TiVo makes sense for TV since it's a streamed medium. We don't need TiVo for blogs, webpages, Usenet, and so forth. (A TiVo plugin for iTunes would be nice, though!)
I like the fact that they are trying to make p2p easier for content creators. Once this has been done and a quality filtering process has been established...look out TV. I agree that something like this could make a dent in TV. Not overnight, of course, but the impact will be felt over the next few years.
Have you seen Ironstayn vs Supergovernment yet?

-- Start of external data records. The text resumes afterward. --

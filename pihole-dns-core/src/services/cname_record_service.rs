//! CNAME record reconciler

use std::sync::Arc;

use pihole_dns_client::RecordKind;
use tokio::time::Instant;
use tokio_util::sync::CancellationToken;

use crate::error::{CoreError, CoreResult};
use crate::services::ServiceContext;
use crate::types::{CnameRecord, CnameRecordInput, PlanAction, ResourceState};

/// Lifecycle of one managed CNAME record.
///
/// Pi-hole may answer a CNAME create before the entry shows up in reads, and
/// sometimes answers it with not-found even though the write landed. Creation
/// therefore polls until the record is readable.
pub struct CnameRecordService {
    ctx: Arc<ServiceContext>,
}

impl CnameRecordService {
    #[must_use]
    pub fn new(ctx: Arc<ServiceContext>) -> Self {
        Self { ctx }
    }

    /// 创建 CNAME 记录并等待其可见
    pub async fn create(
        &self,
        input: &CnameRecordInput,
        cancel: &CancellationToken,
    ) -> CoreResult<ResourceState<CnameRecord>> {
        input.validate()?;
        let record = input.to_record();

        log::info!("[pihole] creating cname record {} -> {}", record.domain, record.target);
        match self.ctx.local_cname.create(&record).await {
            Ok(_) => {}
            Err(e) if e.is_not_found() => {
                log::warn!("[pihole] cname create for {} answered not found, polling: {e}", record.domain);
            }
            Err(e) => return Err(e.into()),
        }

        let visible = self.await_visible(&record.domain, cancel).await?;
        Ok(ResourceState::visible(record.domain, visible))
    }

    /// Poll `get(domain)` until it succeeds, the visibility timeout passes,
    /// or `cancel` fires. Not-found is retried; other errors end the wait.
    async fn await_visible(
        &self,
        domain: &str,
        cancel: &CancellationToken,
    ) -> CoreResult<CnameRecord> {
        let timeout = self.ctx.settings.visibility_timeout();
        let interval = self.ctx.settings.poll_interval();
        let deadline = Instant::now() + timeout;
        let cancelled = || CoreError::Cancelled {
            kind: RecordKind::Cname,
            domain: domain.to_string(),
        };

        loop {
            let attempt = tokio::select! {
                biased;
                () = cancel.cancelled() => return Err(cancelled()),
                res = self.ctx.local_cname.get(domain) => res,
            };

            match attempt {
                Ok(record) => return Ok(record),
                Err(e) if e.is_not_found() => {
                    log::debug!("[pihole] cname record {domain} not visible yet");
                }
                Err(e) => return Err(e.into()),
            }

            let now = Instant::now();
            if now >= deadline {
                log::error!("[pihole] cname record {domain} not visible after {timeout:?}");
                return Err(CoreError::VisibilityTimeout {
                    kind: RecordKind::Cname,
                    domain: domain.to_string(),
                    timeout_ms: u64::try_from(timeout.as_millis()).unwrap_or(u64::MAX),
                });
            }

            tokio::select! {
                biased;
                () = cancel.cancelled() => return Err(cancelled()),
                () = tokio::time::sleep(interval.min(deadline - now)) => {}
            }
        }
    }

    /// Refresh `state` from the remote. A missing record clears it.
    pub async fn read(&self, state: &mut ResourceState<CnameRecord>) -> CoreResult<()> {
        let Some(domain) = state.id.clone() else {
            return Ok(());
        };

        match self.ctx.local_cname.get(&domain).await {
            Ok(record) => {
                state.attributes = Some(record);
                Ok(())
            }
            Err(e) if e.is_not_found() => {
                log::warn!("[pihole] cname record {domain} no longer exists, removing from state");
                state.clear();
                Ok(())
            }
            Err(e) => Err(e.into()),
        }
    }

    /// 删除 CNAME 记录
    pub async fn delete(&self, state: &mut ResourceState<CnameRecord>) -> CoreResult<()> {
        let Some(domain) = state.id.clone() else {
            return Ok(());
        };

        {
            let _guard = self.ctx.delete_guards.acquire(RecordKind::Cname).await;
            log::info!("[pihole] deleting cname record {domain}");
            self.ctx.local_cname.delete(&domain).await?;
        }

        state.clear();
        Ok(())
    }

    pub fn import(&self, domain: &str) -> ResourceState<CnameRecord> {
        ResourceState::imported(domain)
    }

    pub fn plan(current: Option<&CnameRecord>, desired: &CnameRecordInput) -> PlanAction {
        match current {
            None => PlanAction::Create,
            Some(record) => PlanAction::from_changes(desired.changed_fields(record)),
        }
    }

    /// Delete the tracked record, then create `desired`.
    pub async fn replace(
        &self,
        state: &mut ResourceState<CnameRecord>,
        desired: &CnameRecordInput,
        cancel: &CancellationToken,
    ) -> CoreResult<()> {
        desired.validate()?;
        self.delete(state).await?;
        *state = self.create(desired, cancel).await?;
        Ok(())
    }

    /// Read, plan and carry out whatever moves `state` to `desired`.
    pub async fn apply(
        &self,
        state: &mut ResourceState<CnameRecord>,
        desired: &CnameRecordInput,
        cancel: &CancellationToken,
    ) -> CoreResult<PlanAction> {
        desired.validate()?;
        self.read(state).await?;

        let action = Self::plan(state.attributes.as_ref(), desired);
        match &action {
            PlanAction::Create => *state = self.create(desired, cancel).await?,
            PlanAction::Replace { fields } => {
                log::info!("[pihole] replacing cname record {} ({})", desired.domain, fields.join(", "));
                self.replace(state, desired, cancel).await?;
            }
            PlanAction::NoChange => {}
        }
        Ok(action)
    }
}
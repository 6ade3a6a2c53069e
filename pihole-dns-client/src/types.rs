//! Public record and connection types.

use std::fmt;
use std::path::PathBuf;

use serde::{Deserialize, Serialize};

/// Default Pi-hole endpoint when none is configured.
pub const DEFAULT_URL: &str = "http://pi.hole";

/// The two record kinds served by Pi-hole's local override table.
#[derive(Debug, Clone, Copy, PartialEq, Eq, Hash, Serialize, Deserialize)]
#[serde(rename_all = "lowercase")]
pub enum RecordKind {
    /// Domain to IP mapping (`dns.hosts`).
    Address,
    /// Domain to domain alias (`dns.cnameRecords`).
    Cname,
}

impl RecordKind {
    /// Name of the Pi-hole config array holding this kind.
    pub fn config_key(self) -> &'static str {
        match self {
            Self::Address => "hosts",
            Self::Cname => "cnameRecords",
        }
    }
}

impl fmt::Display for RecordKind {
    fn fmt(&self, f: &mut fmt::Formatter<'_>) -> fmt::Result {
        match self {
            Self::Address => write!(f, "Local DNS"),
            Self::Cname => write!(f, "CNAME"),
        }
    }
}

/// A local DNS (address) record.
///
/// `ttl` is tri-state: `None` means the remote entry carries no explicit TTL,
/// `Some(0)` is an explicit zero.
#[derive(Debug, Clone, PartialEq, Eq, Serialize, Deserialize)]
pub struct DnsRecord {
    pub domain: String,
    pub ip: String,
    #[serde(default, skip_serializing_if = "Option::is_none")]
    pub ttl: Option<u32>,
    #[serde(default)]
    pub comment: String,
}

impl DnsRecord {
    pub fn new(domain: impl Into<String>, ip: impl Into<String>) -> Self {
        Self {
            domain: domain.into(),
            ip: ip.into(),
            ttl: None,
            comment: String::new(),
        }
    }

    #[must_use]
    pub fn with_ttl(mut self, ttl: u32) -> Self {
        self.ttl = Some(ttl);
        self
    }
}

/// A local CNAME record.
#[derive(Debug, Clone, PartialEq, Eq, Serialize, Deserialize)]
pub struct CnameRecord {
    pub domain: String,
    pub target: String,
    #[serde(default, skip_serializing_if = "Option::is_none")]
    pub ttl: Option<u32>,
}

impl CnameRecord {
    pub fn new(domain: impl Into<String>, target: impl Into<String>) -> Self {
        Self {
            domain: domain.into(),
            target: target.into(),
            ttl: None,
        }
    }

    #[must_use]
    pub fn with_ttl(mut self, ttl: u32) -> Self {
        self.ttl = Some(ttl);
        self
    }
}

/// Authentication material. Exactly one kind is ever present.
#[derive(Clone, PartialEq, Eq)]
pub enum Credentials {
    /// Web interface password.
    Password(String),
    /// Application password / API token.
    ApiToken(String),
}

impl Credentials {
    pub(crate) fn secret(&self) -> &str {
        match self {
            Self::Password(s) | Self::ApiToken(s) => s,
        }
    }
}

impl fmt::Debug for Credentials {
    fn fmt(&self, f: &mut fmt::Formatter<'_>) -> fmt::Result {
        match self {
            Self::Password(_) => f.write_str("Password(<redacted>)"),
            Self::ApiToken(_) => f.write_str("ApiToken(<redacted>)"),
        }
    }
}

/// Everything needed to build one [`PiholeClient`](crate::PiholeClient).
#[derive(Debug, Clone)]
pub struct ConnectionConfig {
    /// Base URL, e.g. `https://pi.hole`.
    pub url: String,
    pub credentials: Credentials,
    /// PEM bundle replacing the built-in root store.
    pub ca_file: Option<PathBuf>,
    /// Pre-established session id; skips the `/api/auth` handshake.
    pub session_id: Option<String>,
    /// Sent as `User-Agent` on every request.
    pub user_agent: String,
}

impl ConnectionConfig {
    pub fn new(url: impl Into<String>, credentials: Credentials) -> Self {
        Self {
            url: url.into(),
            credentials,
            ca_file: None,
            session_id: None,
            user_agent: default_user_agent(),
        }
    }
}

/// `pihole-dns-client/<version>`
pub fn default_user_agent() -> String {
    format!("{}/{}", env!("CARGO_PKG_NAME"), env!("CARGO_PKG_VERSION"))
}
//! LocalDnsApi / LocalCnameApi 实现

use async_trait::async_trait;
use reqwest::Method;

use crate::error::{PiholeError, Result};
use crate::traits::{ErrorContext, LocalCnameApi, LocalDnsApi};
use crate::types::{CnameRecord, DnsRecord, RecordKind};

use super::PiholeClient;
use super::entries::ConfigEntry;
use super::types::ConfigResponse;

fn collection_path(kind: RecordKind) -> String {
    format!("/api/config/dns/{}", kind.config_key())
}

fn entry_path(kind: RecordKind, raw_entry: &str) -> String {
    format!(
        "{}/{}",
        collection_path(kind),
        urlencoding::encode(raw_entry)
    )
}

fn not_found(kind: RecordKind, domain: &str) -> PiholeError {
    PiholeError::RecordNotFound {
        kind,
        domain: domain.to_string(),
        raw_message: None,
    }
}

impl PiholeClient {
    /// Raw config array for `kind`, in remote order.
    async fn fetch_entries(&self, kind: RecordKind) -> Result<Vec<String>> {
        let response: ConfigResponse = self
            .get_json(&collection_path(kind), &ErrorContext::default())
            .await?;

        let entries = match kind {
            RecordKind::Address => response.config.dns.hosts,
            RecordKind::Cname => response.config.dns.cname_records,
        };

        entries.ok_or_else(|| PiholeError::ParseError {
            detail: format!("response is missing dns.{}", kind.config_key()),
        })
    }

    async fn list_entries<T: ConfigEntry>(&self) -> Result<Vec<T>> {
        self.fetch_entries(T::KIND)
            .await?
            .iter()
            .map(|raw| T::parse_entry(raw))
            .collect()
    }

    /// First entry matching `domain`, with the raw string it was stored as.
    async fn find_entry<T: ConfigEntry>(&self, domain: &str) -> Result<(String, T)> {
        for raw in self.fetch_entries(T::KIND).await? {
            let record = match T::parse_entry(&raw) {
                Ok(record) => record,
                Err(e) => {
                    log::warn!("[pihole] Skipping unparseable {} entry: {e}", T::KIND);
                    continue;
                }
            };
            if record.domain().eq_ignore_ascii_case(domain) {
                return Ok((raw, record));
            }
        }
        Err(not_found(T::KIND, domain))
    }

    async fn create_entry<T: ConfigEntry>(&self, record: &T) -> Result<T> {
        let entry = record.to_entry();
        let context = ErrorContext::record(T::KIND, record.domain());

        match self
            .send(Method::PUT, &entry_path(T::KIND, &entry), &context)
            .await
        {
            Ok(_) => Ok(record.clone()),
            Err(PiholeError::RecordExists { .. }) => {
                // A retried PUT lands here once the first attempt went through.
                let (_, existing) = self.find_entry::<T>(record.domain()).await?;
                if existing.same_content(record) {
                    log::debug!("[pihole] {} entry '{entry}' already present", T::KIND);
                    Ok(existing)
                } else {
                    Err(PiholeError::RecordExists {
                        kind: T::KIND,
                        domain: record.domain().to_string(),
                        raw_message: Some(format!(
                            "conflicting entry '{}' already present",
                            existing.to_entry()
                        )),
                    })
                }
            }
            Err(e) => Err(e),
        }
    }

    async fn delete_entry<T: ConfigEntry>(&self, domain: &str) -> Result<()> {
        let (raw, _) = self.find_entry::<T>(domain).await?;
        let context = ErrorContext::record(T::KIND, domain);
        match self
            .send(Method::DELETE, &entry_path(T::KIND, &raw), &context)
            .await
        {
            Ok(_) => Ok(()),
            // A retried DELETE lands here once the first attempt went through.
            Err(e) if e.is_not_found() => {
                log::debug!("[pihole] {} entry '{raw}' already gone", T::KIND);
                Ok(())
            }
            Err(e) => Err(e),
        }
    }
}

#[async_trait]
impl LocalDnsApi for PiholeClient {
    async fn list(&self) -> Result<Vec<DnsRecord>> {
        self.list_entries::<DnsRecord>().await
    }

    async fn get(&self, domain: &str) -> Result<DnsRecord> {
        self.find_entry::<DnsRecord>(domain).await.map(|(_, record)| record)
    }

    async fn create(&self, record: &DnsRecord) -> Result<DnsRecord> {
        self.create_entry(record).await
    }

    async fn delete(&self, domain: &str) -> Result<()> {
        self.delete_entry::<DnsRecord>(domain).await
    }
}

#[async_trait]
impl LocalCnameApi for PiholeClient {
    async fn list(&self) -> Result<Vec<CnameRecord>> {
        self.list_entries::<CnameRecord>().await
    }

    async fn get(&self, domain: &str) -> Result<CnameRecord> {
        self.find_entry::<CnameRecord>(domain).await.map(|(_, record)| record)
    }

    async fn create(&self, record: &CnameRecord) -> Result<CnameRecord> {
        self.create_entry(record).await
    }

    async fn delete(&self, domain: &str) -> Result<()> {
        self.delete_entry::<CnameRecord>(domain).await
    }
}
use serde::{Deserialize, Serialize};

use crate::types::RecordKind;

/// Unified error type for all Pi-hole API operations.
///
/// All variants are serializable for structured error reporting.
///
/// # Retryable Errors
///
/// The following variants represent transient transport failures that may
/// succeed on retry:
/// - [`NetworkError`](Self::NetworkError): network connectivity issues
/// - [`Timeout`](Self::Timeout): request timed out
/// - [`RateLimited`](Self::RateLimited): HTTP 429
///
/// The built-in HTTP layer retries these with exponential backoff. Business
/// errors such as [`RecordNotFound`](Self::RecordNotFound) are never retried
/// at the transport level.
#[derive(Debug, Clone, Serialize, Deserialize)]
#[serde(tag = "code")]
pub enum PiholeError {
    /// A network-level error occurred (DNS resolution failure, connection refused, etc.).
    NetworkError {
        /// Error details.
        detail: String,
    },

    /// The HTTP request timed out.
    Timeout {
        /// Error details.
        detail: String,
    },

    /// The API rate limit has been exceeded (HTTP 429).
    RateLimited {
        /// Suggested wait time in seconds before retrying, if provided.
        retry_after: Option<u64>,
        /// Original response body, if available.
        raw_message: Option<String>,
    },

    /// The password, API token or session id was rejected.
    InvalidCredentials {
        /// Original error message from the API, if available.
        raw_message: Option<String>,
    },

    /// The session is valid but lacks permission for the request.
    PermissionDenied {
        /// Original error message from the API, if available.
        raw_message: Option<String>,
    },

    /// A record with the same entry already exists.
    RecordExists {
        /// Record kind the entry belongs to.
        kind: RecordKind,
        /// Domain of the conflicting record.
        domain: String,
        /// Original error message from the API, if available.
        raw_message: Option<String>,
    },

    /// No record exists for the requested domain.
    ///
    /// Callers treat this as "absent" rather than as a failure in most flows.
    RecordNotFound {
        /// Record kind that was looked up.
        kind: RecordKind,
        /// Domain that was not found.
        domain: String,
        /// Original error message from the API, if available.
        raw_message: Option<String>,
    },

    /// A request parameter was rejected (locally or by the API).
    InvalidParameter {
        /// Name of the invalid parameter.
        param: String,
        /// Description of what's wrong.
        detail: String,
    },

    /// Failed to parse an API response or a config entry.
    ParseError {
        /// Details about the parse failure.
        detail: String,
    },

    /// The custom CA bundle could not be read.
    TrustBundleUnreadable {
        /// Path of the bundle.
        path: String,
        /// I/O error details.
        detail: String,
    },

    /// The custom CA bundle contained no usable PEM certificate.
    TrustBundleInvalid {
        /// Path of the bundle.
        path: String,
        /// Parser details, if any.
        detail: Option<String>,
    },

    /// The HTTP transport could not be built.
    ClientBuild {
        /// Builder error details.
        detail: String,
    },

    /// An unrecognized error from the API.
    Unknown {
        /// Raw error key from the API, if available.
        raw_code: Option<String>,
        /// Raw error message from the API.
        raw_message: String,
    },
}

impl PiholeError {
    /// Whether the error is an expected outcome (bad input, absent record, ...).
    ///
    /// Used for log level selection: `warn` when `true`, `error` otherwise.
    /// **Keep in sync when adding variants.**
    #[must_use]
    pub fn is_expected(&self) -> bool {
        matches!(
            self,
            Self::InvalidCredentials { .. }
                | Self::PermissionDenied { .. }
                | Self::RecordExists { .. }
                | Self::RecordNotFound { .. }
                | Self::InvalidParameter { .. }
                | Self::TrustBundleUnreadable { .. }
                | Self::TrustBundleInvalid { .. }
        )
    }

    /// Whether this is the typed "record not found" signal.
    #[must_use]
    pub fn is_not_found(&self) -> bool {
        matches!(self, Self::RecordNotFound { .. })
    }

    /// Whether the failure happened while constructing the client.
    #[must_use]
    pub fn is_construction_error(&self) -> bool {
        matches!(
            self,
            Self::TrustBundleUnreadable { .. }
                | Self::TrustBundleInvalid { .. }
                | Self::ClientBuild { .. }
        )
    }
}

impl std::fmt::Display for PiholeError {
    fn fmt(&self, f: &mut std::fmt::Formatter<'_>) -> std::fmt::Result {
        match self {
            Self::NetworkError { detail } => write!(f, "Network error: {detail}"),
            Self::Timeout { detail } => write!(f, "Request timeout: {detail}"),
            Self::RateLimited { retry_after, .. } => {
                if let Some(secs) = retry_after {
                    write!(f, "Rate limited (retry after {secs}s)")
                } else {
                    write!(f, "Rate limited")
                }
            }
            Self::InvalidCredentials { raw_message } => {
                if let Some(msg) = raw_message {
                    write!(f, "Invalid credentials: {msg}")
                } else {
                    write!(f, "Invalid credentials")
                }
            }
            Self::PermissionDenied { raw_message } => {
                if let Some(msg) = raw_message {
                    write!(f, "Permission denied: {msg}")
                } else {
                    write!(f, "Permission denied")
                }
            }
            Self::RecordExists { kind, domain, .. } => {
                write!(f, "{kind} record '{domain}' already exists")
            }
            Self::RecordNotFound { kind, domain, .. } => {
                write!(f, "{kind} record '{domain}' not found")
            }
            Self::InvalidParameter { param, detail } => {
                write!(f, "Invalid parameter '{param}': {detail}")
            }
            Self::ParseError { detail } => write!(f, "Parse error: {detail}"),
            Self::TrustBundleUnreadable { path, detail } => {
                write!(f, "Failed to read CA file '{path}': {detail}")
            }
            Self::TrustBundleInvalid { path, detail } => {
                if let Some(detail) = detail {
                    write!(f, "Failed to parse CA file '{path}': {detail}")
                } else {
                    write!(f, "Failed to parse CA file '{path}': no certificates found")
                }
            }
            Self::ClientBuild { detail } => write!(f, "Failed to build HTTP client: {detail}"),
            Self::Unknown { raw_message, .. } => write!(f, "{raw_message}"),
        }
    }
}

impl std::error::Error for PiholeError {}

/// Convenience type alias for `Result<T, PiholeError>`.
pub type Result<T> = std::result::Result<T, PiholeError>;

#[cfg(test)]
mod tests {
    use super::*;

    #[test]
    fn display_record_not_found() {
        let e = PiholeError::RecordNotFound {
            kind: RecordKind::Cname,
            domain: "a.example.com".to_string(),
            raw_message: None,
        };
        assert_eq!(e.to_string(), "CNAME record 'a.example.com' not found");
    }

    #[test]
    fn display_record_exists() {
        let e = PiholeError::RecordExists {
            kind: RecordKind::Address,
            domain: "foo.com".to_string(),
            raw_message: Some("Item already present".to_string()),
        };
        assert_eq!(e.to_string(), "Local DNS record 'foo.com' already exists");
    }

    #[test]
    fn display_invalid_credentials_with_message() {
        let e = PiholeError::InvalidCredentials {
            raw_message: Some("Unauthorized".to_string()),
        };
        assert_eq!(e.to_string(), "Invalid credentials: Unauthorized");
    }

    #[test]
    fn display_rate_limited_with_retry() {
        let e = PiholeError::RateLimited {
            retry_after: Some(30),
            raw_message: None,
        };
        assert_eq!(e.to_string(), "Rate limited (retry after 30s)");
    }

    #[test]
    fn display_trust_bundle_invalid_without_detail() {
        let e = PiholeError::TrustBundleInvalid {
            path: "/etc/ca.pem".to_string(),
            detail: None,
        };
        assert_eq!(
            e.to_string(),
            "Failed to parse CA file '/etc/ca.pem': no certificates found"
        );
    }

    #[test]
    fn display_unknown() {
        let e = PiholeError::Unknown {
            raw_code: Some("database_error".to_string()),
            raw_message: "something broke".to_string(),
        };
        assert_eq!(e.to_string(), "something broke");
    }

    #[test]
    fn serialize_tags_variant_code() {
        let e = PiholeError::RecordNotFound {
            kind: RecordKind::Address,
            domain: "foo.com".to_string(),
            raw_message: None,
        };
        let json = serde_json::to_string(&e).unwrap();
        assert!(json.contains("\"code\":\"RecordNotFound\""));
        assert!(json.contains("\"kind\":\"address\""));
    }

    #[test]
    fn deserialize_restores_variant() {
        let original = PiholeError::TrustBundleUnreadable {
            path: "/missing.pem".to_string(),
            detail: "No such file or directory".to_string(),
        };
        let json = serde_json::to_string(&original).unwrap();
        let back: PiholeError = serde_json::from_str(&json).unwrap();
        assert!(back.is_construction_error());
        assert_eq!(back.to_string(), original.to_string());
    }

    #[test]
    fn not_found_is_expected_but_network_is_not() {
        let nf = PiholeError::RecordNotFound {
            kind: RecordKind::Cname,
            domain: "x".into(),
            raw_message: None,
        };
        assert!(nf.is_expected());
        assert!(nf.is_not_found());

        let net = PiholeError::NetworkError {
            detail: "refused".into(),
        };
        assert!(!net.is_expected());
        assert!(!net.is_not_found());
    }
}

Tivo for the internet was just a bad way to phrase it - it is more of "tivo on demand via internet" type of thing. They are talking about being able to download and watch what you choose rather than record it from tv. It *should* be the furture, but we are talking bypassing channels, distribution chains, advertizing, cable/satellite providers, etc. So too many people stand to loose too much money to allow this to happend. So I am not holding my breath. That being said, I would be willing to pay $1 per episode for shows I watch if I get the show without commercials on my terms (a.k.a. Tivo-esque interface, ability to store for future playback, etc)
-Em
RelevantElephants: A Somatic WebComic...
What's really confusing is that Nicholas envisions peer-to-peer video authoring and sharing -- like video blogs, but not shared on the web (because that would require too much server bandwidth) but rather shared as a Torrent. The word "TiVo" does not capture the aspect of independent authoring -- "TiVo" implies time-shifting Big Media.
So, Nicholas, the appropriate elevator soundbit would be, "P2P video blogs".